Landscape architect Craig Bergmann will illustrate how he creates gardens appropriate to its site and its surroundings at Gateway Technical College’s 21st Annual WinterGreen conference, 8 a.m. to 3:30 p.m. Jan. 25, in the Madrigrano Auditorium, located in the Conference Center of Gateway’s Kenosha Campus, 3520-30th Ave.
“This is a nice thing for people to come and do in the middle of the winter,” said Horticulture instructor Kate Jerome. “The biggest draw is the chance to network with others and a chance to ask questions of the professionals. You can get a lot of answers at this event.”
Gateway president Bryan Albrecht will kick off the day with welcoming remarks immediately after the 8 a.m. registration.
Rebecca Nelson, co-founder of aquaponic technology company Nelson and Pade Inc., will discuss the first topic of the day, aquaponics. She will explain what aquaponics is and how it works. Aquaponics is the combination of aquaculture and hydroponics. Nelson will explain the benefits of aquaponics and the many ways this method of food production is being applied around the world.
A discussion of demystifying natives for designers will take place prior to the lunch break.

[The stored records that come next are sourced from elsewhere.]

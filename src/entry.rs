/// Handle addressing a node slot in the recency arena.
///
/// Handles are plain indices. They stay valid for as long as the slot is live
/// and are only recycled through the pool once the slot has been retired.
#[derive(Debug, Clone, Copy, PartialEq, Eq, Hash)]
pub(crate) struct NodeHandle(usize);

impl NodeHandle {
	/// Sentinel used for missing links.
	pub const NIL: NodeHandle = NodeHandle(usize::MAX);

	pub fn new(index: usize) -> Self {
		debug_assert!(index != usize::MAX, "arena index out of range");
		Self(index)
	}

	#[inline]
	pub fn index(self) -> usize {
		self.0
	}

	#[inline]
	pub fn is_nil(self) -> bool {
		self == Self::NIL
	}
}

/// A cached key-value pair.
#[derive(Debug, Clone, PartialEq, Eq)]
pub(crate) struct Entry<K, V> {
	pub key: K,
	pub value: V,
}

impl<K, V> Entry<K, V> {
	pub fn new(key: K, value: V) -> Self {
		Self {
			key,
			value,
		}
	}

	/// Replace the value, returning the previous one.
	pub fn replace_value(&mut self, value: V) -> V {
		std::mem::replace(&mut self.value, value)
	}

	pub fn into_parts(self) -> (K, V) {
		(self.key, self.value)
	}
}

/// A slot in the recency arena.
///
/// A live node owns its entry. A retired node has `entry == None` and is
/// unlinked; it carries nothing over into its next use.
pub(crate) struct Node<K, V> {
	pub entry: Option<Entry<K, V>>,
	/// Neighbour closer to the front (more recently used)
	pub prev: NodeHandle,
	/// Neighbour closer to the back (less recently used)
	pub next: NodeHandle,
}

impl<K, V> Node<K, V> {
	pub fn live(entry: Entry<K, V>) -> Self {
		Self {
			entry: Some(entry),
			prev: NodeHandle::NIL,
			next: NodeHandle::NIL,
		}
	}

	#[inline]
	pub fn is_live(&self) -> bool {
		self.entry.is_some()
	}

	/// Take the entry out and clear both links.
	pub fn retire(&mut self) -> Option<Entry<K, V>> {
		self.prev = NodeHandle::NIL;
		self.next = NodeHandle::NIL;
		self.entry.take()
	}
}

Nathan Gingrich and Shannon Flaherty of Applied Ecological Services will help equip designers to avoid the unnecessary costs, confusion and multiple change orders by creating workable, realistic designs using native seed and plants. The focus will be on writing specifications that use terms and language that will help create a beautiful, affordable native design the can be integrated into the environment.
After lunch, Bergmann will show how he creates gardens appropriate to the site and its surroundings.

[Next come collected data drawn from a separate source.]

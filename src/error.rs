use thiserror::Error;

/// Errors reported by fallible cache construction.
#[non_exhaustive]
#[derive(Debug, Clone, PartialEq, Eq, Error)]
pub enum Error {
	/// The cache was configured to hold no entries.
	#[error("capacity must be greater than zero")]
	ZeroCapacity,
}

#[cfg(test)]
mod tests {
	use super::*;

	#[test]
	fn test_display() {
		assert_eq!(Error::ZeroCapacity.to_string(), "capacity must be greater than zero");
	}
}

Jeff Epping, Director of Horticulture at Madison’s Olbrich Botanical Gardens, will discuss sustainable meadows and gravel gardens. He has been researching and implementing a number of new gardens at Olbrich that are more environmentally sound and can be easily incorporated into home landscapes. He will demonstrate how they have replaced lawns and traditional perennial beds with sustainable and beautiful fescue, prairie dropseed and sedge meadows, as well as new gravel gardens.
The day will include a silent auction and a used book sale. Several area and regional horticulture vendors will be on hand as well.
“The talks are great, but it’s the networking with people which makes this event so popular,” said Jerome.